UP1 binds specifically to hTR. (A) Diagram of the hTR portion (451 bp) of the pGem-T plasmid with the transcription start sites of the SP6 and T7 RNA polymerases. hTR-A RNA is 276 nt, the first 68 nt of which are plasmid sequences. Bg RNA is a control RNA derived from the complementary strand. (B) A schematic representation of hTR is shown and is based on the report by Chen et al. (34). The 3′ end of each transcript used in (C) is indicated and corresponds to the position used for plasmid linearization and run-off transcription with SP6 RNA polymerase.
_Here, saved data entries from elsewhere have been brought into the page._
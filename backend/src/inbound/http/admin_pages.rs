//! Server-rendered back-office pages.
//!
//! Anonymous visitors are redirected to the sign-in page and signed-in
//! members to `/`. Pages are never cached.

use std::collections::HashMap;

use actix_web::http::header::ContentType;
use actix_web::{HttpResponse, get, web};

use crate::domain::{LeadKind, LeadStatus, User};
use crate::inbound::http::ApiResult;
use crate::inbound::http::auth::admin_access;
use crate::inbound::http::cache_control::no_store_header;
use crate::inbound::http::html;
use crate::inbound::http::session::SessionContext;
use crate::inbound::http::state::HttpState;
use crate::inbound::http::validation::{PageQuery, lead_kind};

const TIMESTAMP_FORMAT: &str = "%Y-%m-%d %H:%M";

fn page(title: &str, admin: &User, body: &str) -> HttpResponse {
    HttpResponse::Ok()
        .content_type(ContentType::html())
        .insert_header(no_store_header())
        .body(html::layout(title, admin, body))
}

/// Run the admin gate, yielding either the admin or the redirect to send.
async fn gate(
    state: &HttpState,
    session: &SessionContext,
) -> ApiResult<Result<User, HttpResponse>> {
    Ok(admin_access(state, session)
        .await?
        .into_page_result(&state.auth))
}

/// Lead counts per kind and status.
#[get("/admin")]
pub async fn dashboard(
    state: web::Data<HttpState>,
    session: SessionContext,
) -> ApiResult<HttpResponse> {
    let admin = match gate(&state, &session).await? {
        Ok(admin) => admin,
        Err(redirect) => return Ok(redirect),
    };
    let counts: HashMap<(LeadKind, LeadStatus), u64> = state
        .desk
        .status_counts()
        .await?
        .into_iter()
        .map(|count| ((count.kind, count.status), count.count))
        .collect();

    let mut headers = vec!["Lead type"];
    headers.extend(LeadStatus::ALL.iter().map(|status| status.as_str()));
    headers.push("Total");
    let rows = LeadKind::ALL.iter().map(|&kind| {
        let per_status: Vec<u64> = LeadStatus::ALL
            .iter()
            .map(|&status| counts.get(&(kind, status)).copied().unwrap_or(0))
            .collect();
        let mut row = vec![kind.title().to_owned()];
        row.extend(per_status.iter().map(u64::to_string));
        row.push(per_status.iter().sum::<u64>().to_string());
        row
    });
    Ok(page("Dashboard", &admin, &html::table(&headers, rows)))
}

/// One page of leads of a kind, newest first.
#[get("/admin/leads/{kind}")]
pub async fn leads(
    state: web::Data<HttpState>,
    session: SessionContext,
    path: web::Path<String>,
    query: web::Query<PageQuery>,
) -> ApiResult<HttpResponse> {
    let admin = match gate(&state, &session).await? {
        Ok(admin) => admin,
        Err(redirect) => return Ok(redirect),
    };
    let kind = lead_kind(&path)?;
    let leads = state.desk.list(kind, None, query.page_request()?).await?;

    let rows = leads.items.iter().map(|lead| {
        vec![
            lead.created_at.format(TIMESTAMP_FORMAT).to_string(),
            lead.submission.contact_name().to_owned(),
            lead.submission.contact_phone().to_owned(),
            lead.submission.product_label().to_owned(),
            lead.status.as_str().to_owned(),
        ]
    });
    let mut body = html::table(&["Received", "Name", "Phone", "Product", "Status"], rows);
    body.push_str(&html::pager(&format!("/admin/leads/{}", kind.path_segment()), &leads));
    Ok(page(kind.title(), &admin, &body))
}

/// One page of newsletter subscribers, newest first.
#[get("/admin/subscribers")]
pub async fn subscribers(
    state: web::Data<HttpState>,
    session: SessionContext,
    query: web::Query<PageQuery>,
) -> ApiResult<HttpResponse> {
    let admin = match gate(&state, &session).await? {
        Ok(admin) => admin,
        Err(redirect) => return Ok(redirect),
    };
    let subscribers = state
        .subscriptions
        .list(None, query.page_request()?)
        .await?;

    let rows = subscribers.items.iter().map(|subscriber| {
        vec![
            subscriber.created_at.format(TIMESTAMP_FORMAT).to_string(),
            subscriber.email.as_str().to_owned(),
            subscriber
                .name
                .as_ref()
                .map(|name| name.as_str().to_owned())
                .unwrap_or_default(),
            subscriber
                .source
                .as_ref()
                .map(|source| source.as_str().to_owned())
                .unwrap_or_default(),
            subscriber.status.as_str().to_owned(),
        ]
    });
    let mut body = html::table(&["Joined", "Email", "Name", "Source", "Status"], rows);
    body.push_str(&html::pager("/admin/subscribers", &subscribers));
    Ok(page("Subscribers", &admin, &body))
}

#[cfg(test)]
mod tests {
    use crate::domain::{LeadSubmission, LoanApplication, LoanApplicationDraft};
    use crate::inbound::http::state::AuthSettings;
    use crate::inbound::http::test_utils::{ADMIN_EMAIL, TestHarness};
    use crate::domain::{Subscription, SubscriptionDraft};
    use actix_web::body::MessageBody;
    use actix_web::dev::ServiceResponse;
    use actix_web::http::{StatusCode, header};
    use actix_web::test as actix_test;
    use rstest::rstest;

    fn location(res: &ServiceResponse<impl MessageBody>) -> Option<&str> {
        res.headers()
            .get(header::LOCATION)
            .and_then(|value| value.to_str().ok())
    }

    #[rstest]
    #[case("/admin")]
    #[case("/admin/leads/loans")]
    #[case("/admin/subscribers")]
    #[actix_web::test]
    async fn anonymous_visitors_are_sent_to_sign_in(#[case] uri: &str) {
        let harness = TestHarness::with_auth(AuthSettings::default().with_sign_in_path("/login"));
        let app = actix_test::init_service(harness.app()).await;
        let res = actix_test::call_service(
            &app,
            actix_test::TestRequest::get().uri(uri).to_request(),
        )
        .await;
        assert_eq!(res.status(), StatusCode::SEE_OTHER);
        assert_eq!(location(&res), Some("/login"));
    }

    #[rstest]
    #[case("/admin")]
    #[case("/admin/leads/callbacks")]
    #[case("/admin/subscribers")]
    #[actix_web::test]
    async fn members_are_sent_home(#[case] uri: &str) {
        let harness = TestHarness::new();
        let app = actix_test::init_service(harness.app()).await;
        let cookie = harness.signed_in_cookie(&app, "asha@example.in").await;
        let res = actix_test::call_service(
            &app,
            actix_test::TestRequest::get().uri(uri).cookie(cookie).to_request(),
        )
        .await;
        assert_eq!(res.status(), StatusCode::SEE_OTHER);
        assert_eq!(location(&res), Some("/"));
    }

    #[actix_web::test]
    async fn lead_table_escapes_submitted_text() {
        let harness = TestHarness::new();
        let lead = LoanApplication::validate(LoanApplicationDraft {
            loan_type: Some("personal".to_owned()),
            full_name: Some("Asha <b>Rao</b>".to_owned()),
            email: Some("asha@example.in".to_owned()),
            phone: Some("9876543210".to_owned()),
            pan: Some("ABCDE1234F".to_owned()),
            city: Some("Pune".to_owned()),
            amount_requested: Some(500_000),
            employment_type: Some("salaried".to_owned()),
            ..LoanApplicationDraft::default()
        })
        .expect("names may carry markup characters");
        harness
            .state
            .intake
            .submit(LeadSubmission::Loan(lead))
            .await
            .expect("submit loan");
        let app = actix_test::init_service(harness.app()).await;
        let cookie = harness.signed_in_cookie(&app, ADMIN_EMAIL).await;

        let body = actix_test::call_and_read_body(
            &app,
            actix_test::TestRequest::get()
                .uri("/admin/leads/loans")
                .cookie(cookie)
                .to_request(),
        )
        .await;
        let body = String::from_utf8(body.to_vec()).expect("utf-8 page");
        assert!(body.contains("Asha &lt;b&gt;Rao&lt;/b&gt;"));
        assert!(!body.contains("<b>Rao</b>"));
    }

    #[actix_web::test]
    async fn dashboard_counts_leads_per_status() {
        let harness = TestHarness::new();
        let lead = LoanApplication::validate(LoanApplicationDraft {
            loan_type: Some("home".to_owned()),
            full_name: Some("Asha Rao".to_owned()),
            email: Some("asha@example.in".to_owned()),
            phone: Some("9876543210".to_owned()),
            pan: Some("ABCDE1234F".to_owned()),
            city: Some("Pune".to_owned()),
            amount_requested: Some(2_500_000),
            employment_type: Some("salaried".to_owned()),
            ..LoanApplicationDraft::default()
        })
        .expect("valid loan");
        harness
            .state
            .intake
            .submit(LeadSubmission::Loan(lead))
            .await
            .expect("submit loan");
        let app = actix_test::init_service(harness.app()).await;
        let cookie = harness.signed_in_cookie(&app, ADMIN_EMAIL).await;

        let res = actix_test::call_service(
            &app,
            actix_test::TestRequest::get()
                .uri("/admin")
                .cookie(cookie)
                .to_request(),
        )
        .await;
        assert_eq!(res.status(), StatusCode::OK);
        assert_eq!(
            res.headers().get(header::CACHE_CONTROL).and_then(|v| v.to_str().ok()),
            Some("no-store")
        );
        let body = actix_test::read_body(res).await;
        let body = String::from_utf8(body.to_vec()).expect("utf-8 page");
        assert!(body.contains("<td>Loan applications</td><td>1</td>"));
    }

    #[actix_web::test]
    async fn subscriber_page_links_to_the_next_page() {
        let harness = TestHarness::new();
        for n in 0..3 {
            let subscription = Subscription::validate(SubscriptionDraft {
                email: Some(format!("reader{n}@example.in")),
                ..SubscriptionDraft::default()
            })
            .expect("valid subscription");
            harness
                .state
                .subscriptions
                .subscribe(subscription)
                .await
                .expect("subscribe");
        }
        let app = actix_test::init_service(harness.app()).await;
        let cookie = harness.signed_in_cookie(&app, ADMIN_EMAIL).await;

        let body = actix_test::call_and_read_body(
            &app,
            actix_test::TestRequest::get()
                .uri("/admin/subscribers?pageSize=2")
                .cookie(cookie)
                .to_request(),
        )
        .await;
        let body = String::from_utf8(body.to_vec()).expect("utf-8 page");
        assert!(body.contains("href=\"/admin/subscribers?page=2\""));
        assert!(body.contains("reader2@example.in"));
    }
}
The lengths of the products obtained after transcription from the pGEM-T plasmid are indicated in parenthesis and include the 5′ portion derived from plasmid sequence. (C) The binding of UP1 to various portions of hTR. Mixtures containing recombinant UP1 and portions of hTR or control RNAs were fractionated in a 5% native polyacrylamide gel. Each set contains the RNA alone (1 fmol) and increasing amounts of UP1 protein (2.5, 5 and 10 pmol). This gel-shift assay was performed in the presence of heparin at a final concentration of 2 µg/µl. (D) UP1 binding in the presence of competitor RNAs. UP1 (5 pmol) and the ³²P-labeled hTR-A RNA (1 fmol) were incubated in the presence of increasing amounts of competitor hTR-A RNA (1, 50, 100, 250, 500 and 1000 fmol) or Bg RNA (1, 50, 100, 500 and 1000 fmol). Because the unlabeled RNAs were synthesized in the presence of residual amounts of [³²P]-UTP to facilitate purification and quantification, aliquots of ‘cold’ hTR-A and Bg RNAs alone were loaded as controls (lanes 9 and 15, respectively).